第60話 継承

 さて、そんな果てのない召喚&送還行事に疲れきった私たちだったが、ある日私たちは何十回目の召喚を行った。もはや誰も期待していない。私はラノベを書きながら、クオリアは本を読みながら、苺は寝ながら(寝そべっているという意味ではなくガチで睡眠をとりながら)、セラが召喚をするのと同じ空間にいた。ちなみにセラも要領を覚えたのか、床に座りながらだるそうに呪文を唱えている。


 そんな中、ぱーっと光が輝いて魔法陣の中からまた新たな人物が現れる。

「な、何だこれは!?」

 現れた男はいつものように周りをきょろきょろと見る。そして雰囲気で何かを察したのだろう、突然こほん、とせきをする。

「そうか、ついに我が異世界に召喚されたか。我が力に目をつけるとはいい目をしているな」

 ああ、中二病パターンか。とはいえこのパターンも何度か見かけたので特に目新しさはない。


「ああ、じゃあちょっと力使ってみてくれる?」

 私は視線を手元の紙に向けながら投げやりに尋ねる。召喚された男も何か雰囲気を察したらしい。

「な、何で召喚しておいてそんな適当なんだ! くそ、我が力を見せてその認識正してくれるわ。出でよ我が闇の力!」

 突然彼の手から黒色の闇属性魔力が奔流のようにあふれ出す。横でごろごろしていた私は思わず本能的に危機感を感じた。

「バリア」

 私がバリアを張った次の瞬間、魔力の奔流がバリアを包み込む。苺やクオリア、セラも思わず防御魔法を使っている。
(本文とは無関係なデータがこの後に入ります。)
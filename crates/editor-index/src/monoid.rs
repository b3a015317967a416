//! Monoid algebra used to aggregate values up a tree.

/// A value type with an associative `combine` and an identity element.
///
/// Implementations must satisfy, for all `a`, `b`, `c`:
/// - `identity().combine(&a) == a == a.combine(&identity())`
/// - `a.combine(&b).combine(&c) == a.combine(&b.combine(&c))`
pub trait Monoid: Clone {
    /// The identity element.
    fn identity() -> Self;

    /// Combines `self` (on the left) with `other` (on the right).
    fn combine(&self, other: &Self) -> Self;
}

/// A monoid whose aggregated values can be compared against a lookup key.
///
/// Both comparisons must be monotonic with respect to [`Monoid::combine`]: if a prefix value is
/// greater than a key, every longer prefix is too. This is what lets a tree binary-search by the
/// aggregated prefix value instead of by index.
pub trait OrderedMonoid: Monoid {
    /// Lookup key type.
    type Key;

    /// `self > key`.
    fn greater_than_key(&self, key: &Self::Key) -> bool;

    /// `self >= key`.
    fn greater_or_equal_than_key(&self, key: &Self::Key) -> bool;
}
 魔力が消えた後、思わず私は姿勢を正して彼に向き直った。

「おお、なかなかやるね」

「何か召喚した奴に上から目線で見られるとイラっとするな」

 まあ確かにその気持ちは分かる。ただ私も最初の方はまじめな面接を行っていたので許して欲しい。

「では魔力もあるっぽいので面接に入ろうかな。あなたはどんな気持ちで異世界に召喚されてきましたか?」

「いや、いきなり召喚しといてそれはなくね? こほん、だが我の力でこの世界を支配してくれる……ふはは」

 男は無理やりそれっぽいキャラを作ろうとしている。


「実は今この世界、こういう状況で。はい、ラノベっぽくまとめといたんでちょっと読んでください」

 ついに説明すら面倒になった私はこれまでの経緯をラノベっぽくまとめることで説明を放棄するという名案を思い付いた。召喚されてくる人の六~七割がラノベ読者であるため、大体これで受け入れてくれる。今回の彼もその一人だったようで、私が本を渡すと熱心に読み始めた。時折、

「何かこの戦闘描写雑だな」「セラとミルガウスとクオリア、似たようなキャラこんな何人もいるか?」「クライマックスっぽい魔王戦の後長くね」

 などと内容についての独り言が聞こえて若干イラっとしたが何とか我慢する。二つ目の発言についてはむしろセラが拳を振り上げていたが。


「ま、大体状況は分かった。要は我が魔王として君臨し、世界に安寧をもたらせばいいという訳だな」

「そうそれ。実力を持っててなおかつそれを理解して実行してくれそうな人いなくて困っていたんだよね!」

「いや、正直お前が始めたことなんだから責任もって自分で魔王やれよと思わなくもないが」

 こいついちいち正論言ってきて腹立つな。とはいえ、正論を言ってくるやつということはまともなやつということでもある。

「という訳で魔王やってみない? 飽きたら後継者を召喚してみてもらって構わないから」

「くそ、もっとこう俺じゃなきゃ出来ないからとかそういう理由でやりたかった……こいつらでも出来たのに面倒だから俺がやらされるだけかよ」

「うん、これでも感謝はしてるから」

 こうしてめでたく次期魔王は決定した。時間がかかったせいですごいぐだぐだになってしまったがそれでも平和裏に譲位(?)出来たみたいで良かった。